Had a Republican candidate for the presidency (or the U.S. Senate, for that matter) indulged in this manner of self-gratifying sexual assault fantasy – literary exercise or no – they would be made to account for it if only to tar the party with which they identified as unfriendly toward women. But Sanders, being a nominal Democrat, has his politically incorrect short story “explained” by the likes of National Public Radio.

“One way to read the essay is that Sanders was doing (in a supremely ham-handed way) what journalists do every day: draw the reader in with an attention-getting lede, then get to the meat of the article in the middle,” NPR’s Danielle Kurtzleben soothingly averred.

“Nobody honestly believes that Bernie Sanders is a sexual pervert or that he is a misogynist or that he intends to do women any harm,” National Review’s Charles C. W. Cooke wrote, admirably advising conservatives to take the high road in regards to the revelations about Sanders’ youthful essays. “Nobody suspects that he harbors a secret desire to pass intrusive legislation or to cut gang rapists a break. Really, there is only one reason that anyone would make hay of this story, and that is to damage the man politically.”

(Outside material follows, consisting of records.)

fn merge_paragraph(
    target: &mut BlockGroup,
    point: &mut InsertPoint,
    source: Paragraph,
    merge_to_current: bool,
    context: Option<&mut FormatContext>,
    merge_format: MergeFormat,
) {
    if !merge_to_current && split_paragraph(target, point, None).is_none() {
        return;
    }
    let Some(paragraph) = target.paragraph_at_mut(&point.paragraph) else {
        return;
    };

    if merge_format == MergeFormat::None
        && merge_to_current
        && let Some(ambient) = paragraph.segment_format.take()
    {
        for segment in &mut paragraph.segments {
            segment.format = ambient.merged(&segment.format);
        }
    }

    let Paragraph {
        segments,
        format,
        decorator,
        ..
    } = source;

    if let Some(ctx) = context {
        for segment in &segments {
            match &segment.kind {
                SegmentKind::Entity(entity) => ctx.new_entities.push(entity.clone()),
                SegmentKind::Image(image) => ctx.new_images.push(image.clone()),
                _ => {}
            }
        }
    }

    let at = point.marker_index.min(paragraph.segments.len());
    let count = segments.len();
    paragraph.segments.splice(at..at, segments);
    point.marker_index = at + count;

    if merge_to_current {
        paragraph.format.merge_from(&format);
    } else {
        paragraph.format = format;
    }

    if let Some(decorator) = decorator {
        if let Some(ambient) = paragraph.segment_format.as_mut() {
            for key in decorator.format.keys() {
                ambient.remove(key);
            }
        }
        paragraph.decorator = Some(decorator);
    }

    if count > 0 || !merge_to_current {
        paragraph.is_implicit = false;
    }
}

fn insert_block(target: &mut BlockGroup, point: &mut InsertPoint, block: Block) {
    let Some(new_paragraph) = split_paragraph(target, point, None) else {
        return;
    };
    let Some(group) = target.group_at_mut(&new_paragraph.group) else {
        return;
    };
    group.blocks.insert(new_paragraph.index, block);
    point.paragraph.index += 1;
}

/// Inserts a list item before the caret's list item (or paragraph). The
/// inserted item takes over the list levels of the list it lands in.
fn merge_list(target: &mut BlockGroup, point: &mut InsertPoint, mut list: BlockGroup) {
    let list_format = list.as_list_item().map(|props| props.format.clone());
    if split_paragraph(target, point, list_format.as_ref()).is_none() {
        return;
    }

    let existing = target.ancestors(&point.paragraph.group).and_then(|ancestors| {
        let index = get_closest_ancestor_block_group_index(&ancestors, &[BlockGroupType::ListItem], &[])?;
        let levels = ancestors[index].as_list_item()?.levels.clone();
        Some((index, levels))
    });

    let Some((depth, levels)) = existing else {
        if let Some(group) = target.group_at_mut(&point.paragraph.group) {
            group.blocks.insert(point.paragraph.index, list.into());
            point.paragraph.index += 1;
        }
        return;
    };

    if let Some(props) = list.as_list_item_mut() {
        for (index, level) in levels.into_iter().enumerate() {
            match props.levels.get_mut(index) {
                Some(slot) => *slot = level,
                None => props.levels.push(level),
            }
        }
    }

    let item_path = point
        .paragraph
        .group
        .truncated(point.paragraph.group.len().saturating_sub(depth));
    let (Some(parent_path), Some(PathStep::Group(item_index))) = (item_path.parent(), item_path.last().copied()) else {
        return;
    };
    let Some(parent) = target.group_at_mut(&parent_path) else {
        return;
    };
    parent.blocks.insert(item_index, list.into());
    point.paragraph.shift_for_insertion(&parent_path, item_index);
}
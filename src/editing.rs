//! In-place editing of a content model: deletion, merging and
//! normalization.

use crate::model::{BlockAddress, BlockGroup, Entity, Image, Paragraph, Segment, SegmentFormat};
use crate::selection::{IterateSelectionsOptions, ListFormatHolderPolicy, TableSelectionContext, iterate_selections};

pub mod delete;
pub mod merge;
pub mod normalize;
pub mod table;
pub mod text;

pub use delete::{DeleteResult, DeleteSelectionResult, delete_selection};
pub use merge::{EmphasisPolicy, MergeFormat, MergeModelOptions, merge_model, split_paragraph};
pub use normalize::{normalize_content_model, normalize_paragraph};
pub use table::{apply_table_format, normalize_table};
pub use text::{delete_backward, delete_forward, insert_paragraph_break, insert_text_at_marker};

/// Side channel of one formatting pass. The editing functions append to the
/// entity and image lists; the host reads them once the pass is committed.
#[derive(Clone, Debug, Default, PartialEq)]
pub struct FormatContext {
    pub new_entities: Vec<Entity>,
    pub deleted_entities: Vec<Entity>,
    pub new_images: Vec<Image>,
    pub skip_undo_snapshot: bool,
    /// Format to keep pending at the caret once the pass completes.
    pub new_pending_format: Option<SegmentFormat>,
}

/// A collapsed caret: the marker segment and the paragraph holding it.
#[derive(Clone, Debug, PartialEq, Eq)]
pub struct InsertPoint {
    pub paragraph: BlockAddress,
    pub marker_index: usize,
    pub table_context: Option<TableSelectionContext>,
}

impl InsertPoint {
    /// Finds the first selection marker of `root`.
    pub fn locate(root: &BlockGroup) -> Option<Self> {
        let mut result = None;
        iterate_selections(
            root,
            &IterateSelectionsOptions::default().with_list_format_holder(ListFormatHolderPolicy::Never),
            |selection| {
                let (Some(block), Some(segments)) = (selection.block, &selection.segments) else {
                    return false;
                };
                let Some(marker) = segments.iter().find(|selected| selected.segment.is_marker()) else {
                    return false;
                };
                let Some(marker_index) = marker.location.index() else {
                    return false;
                };
                result = Some(InsertPoint {
                    paragraph: BlockAddress::new(selection.location.clone(), block.index),
                    marker_index,
                    table_context: selection.table_context.clone(),
                });
                true
            },
        );
        result
    }

    pub fn marker<'a>(&self, root: &'a BlockGroup) -> Option<&'a Segment> {
        self.paragraph(root)?
            .segments
            .get(self.marker_index)
            .filter(|segment| segment.is_marker())
    }

    pub fn paragraph<'a>(&self, root: &'a BlockGroup) -> Option<&'a Paragraph> {
        root.paragraph_at(&self.paragraph)
    }

    /// Ancestor chain of the paragraph, innermost group first.
    pub fn path<'a>(&self, root: &'a BlockGroup) -> Option<Vec<&'a BlockGroup>> {
        root.ancestors(&self.paragraph.group)
    }
}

Correct. That is precisely why Democrat-aligned media figures did what they did with regards to Akin’s rape comments, compelling every politician with an “R” after their name to condemn his remarks or be implicitly associated with them. Commentators like Cooke can, and probably should, avoid the naked narrative setting in which the media indulged in 2012. That doesn’t mean the double standards the press sets for their own conduct should be summarily dismissed.

Democrats do not have a “Bernie Sanders problem” any more than the GOP had a “Todd Akin problem,” but the fact that the political media embraced one narrative but has apparently rejected the other outright exposes quite a bit about the ailing state of that industry.